Your friends said that you refused to run away when police started firing birdshot. You stood your ground, and that was the end, and yet I refuse to believe that. I refuse to believe that your existence ended, for I think of you often.
I think about your son, Bilal, sometimes too. Bilal, who lost his mother and had to navigate life without her, feels like how many of us lost the Egypt we wished to know and are now navigating life without it. I told you that I see Egypt in you.
Your pictures haunt Islam Osama, the photographer who took them, like a ghost, and they haunt me, too. I can bring your image to the front of my mind from the depths of my memory, as if it was never pushed to the background. I can remember the look on your face, the blood on your cheek, and the hands keeping you upright. I can remember these details as if I was there, and I’m thankful that I wasn’t there. I’m ashamed to admit that I would have been one of those who encouraged you to run.
I have fear in me, but I don’t see it in you.
I try to keep thinking of this picture of you standing even in death, for it doesn’t announce your death firmly; it only hints at it.
I also try to forget the following moments that have been retold hundreds of times. I try to forget how you were put in a chair in a café as your friends begged for an ambulance. I try to forget how help arrived too late.
I try to forget your injuries sometimes. They said that birdshot lacerated your heart and lungs. The image is too terrifying to hold close to my heart. But I try to paint this image with colors. I try to imagine that out of your injuries, flowers were born. Red flowers, to be exact. I chose red because of the red nail polish you had on that day. I can still remember every single detail in this picture where you were carried by a friend and your red nail polish was glaring at the screen.

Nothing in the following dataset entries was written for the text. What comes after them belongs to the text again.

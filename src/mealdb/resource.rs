use fake::Dummy;
use serde::{Deserialize, Serialize};

/// Defines the summary shape of a meal as returned by search and filter
/// calls. Two summaries are equal when their IDs are.
///
/// Field names follow the catalog's wire format so favorites can be stored
/// and read back in the same shape.
///
#[derive(Clone, Debug, Dummy, Serialize, Deserialize)]
pub struct MealSummary {
    #[serde(rename = "idMeal")]
    pub id: String,
    #[serde(rename = "strMeal")]
    pub name: String,
    #[serde(rename = "strMealThumb", default)]
    pub thumbnail: Option<String>,
}

impl PartialEq for MealSummary {
    fn eq(&self, other: &Self) -> bool {
        self.id == other.id
    }
}

impl Eq for MealSummary {}

/// Defines full meal data structure, only produced by a lookup by ID.
///
#[derive(Clone, Debug, Dummy, PartialEq)]
pub struct Meal {
    pub id: String,
    pub name: String,
    pub thumbnail: Option<String>,
    pub area: Option<String>,
    pub instructions: Option<String>,
    pub ingredients: Vec<String>, // "measure ingredient" display lines, catalog order
}

impl Meal {
    /// Return the summary projection of this meal.
    ///
    pub fn summary(&self) -> MealSummary {
        MealSummary {
            id: self.id.clone(),
            name: self.name.clone(),
            thumbnail: self.thumbnail.clone(),
        }
    }
}

#[cfg(test)]
mod tests {
    use super::*;
    use fake::{Fake, Faker};
    use serde_json::json;

    #[test]
    fn summary_equality_uses_id_only() {
        let meal: MealSummary = Faker.fake();
        let renamed = MealSummary {
            name: format!("{} (renamed)", meal.name),
            thumbnail: None,
            ..meal.clone()
        };
        assert_eq!(meal, renamed);
    }

    #[test]
    fn summary_reads_catalog_fields() {
        let summary: MealSummary = serde_json::from_value(json!({
            "idMeal": "52772",
            "strMeal": "Teriyaki Chicken Casserole",
            "strMealThumb": "https://example.com/teriyaki.jpg",
            "strArea": "Japanese"
        }))
        .unwrap();
        assert_eq!(summary.id, "52772");
        assert_eq!(summary.name, "Teriyaki Chicken Casserole");
        assert_eq!(
            summary.thumbnail.as_deref(),
            Some("https://example.com/teriyaki.jpg")
        );
    }

    #[test]
    fn summary_of_full_meal() {
        let meal: Meal = Faker.fake();
        let summary = meal.summary();
        assert_eq!(summary.id, meal.id);
        assert_eq!(summary.name, meal.name);
        assert_eq!(summary.thumbnail, meal.thumbnail);
    }
}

I hope that these red flowers will shine brightly in the history of Egypt so that you are never forgotten.
I will never forget you, Shaimaa al-Sabbagh. I’m 23 years old as of today, and not a year has passed without me thinking about you. Sometimes I ask myself what would you think of Egypt if you were still here today. I find a satisfying answer in how I imagine that you would have stood your ground once more, despite millions of Egyptians running away from facing the truth.
What a beautiful human you are. I use “are” because, in my mind, you never died. Your living memory healed your injuries and kept you breathing, kept you standing, like the end never came.

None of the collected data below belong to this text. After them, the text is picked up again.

/// Defines default session state.
///
impl Default for State {
    fn default() -> State {
        State {
            net_sender: None,
            favorites: Favorites::default(),
            preferences: Preferences::default(),
            log: LogBuffer::default(),
            display_mode: DisplayMode::Home,
            current_focus: Focus::Query,
            query: String::new(),
            ingredients: String::new(),
            category_index: None,
            search_results: vec![],
            suggestions: vec![],
            search_index: 0,
            suggestion_index: 0,
            favorite_index: 0,
            error: None,
            detail: None,
            detail_generation: 0,
            search_sequence: 0,
            suggestion_sequence: 0,
            lookup_sequence: 0,
        }
    }
}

When people remember you today, they mention that you were a poet; it feels fitting that someone as beautiful as you would write poetry. I searched for your poetry and found a translation on ArabLit of your poem “A letter in my purse.”
I stopped reading at the very beginning when I read the following lines: “But when lost, there was a problem / How to face the world without her”. Tell me Shaimaa, how to face the world without you? How to face Egypt with you not in it, and with your memory forgotten by millions? At least, I will always remember you.
I also stopped at the lines saying “Anyway, she has the house keys / And I am waiting for her” because in a way, I’m waiting for you.
I just don’t know what I’m waiting for.
Am I waiting for your memory to abandon me like it has been abandoned by groups of people? Or am I waiting for people to start remembering you?
One thing that I’m sure of — one thing that isn’t tainted by the question of waiting — is that I see Egypt in you, Shaimaa.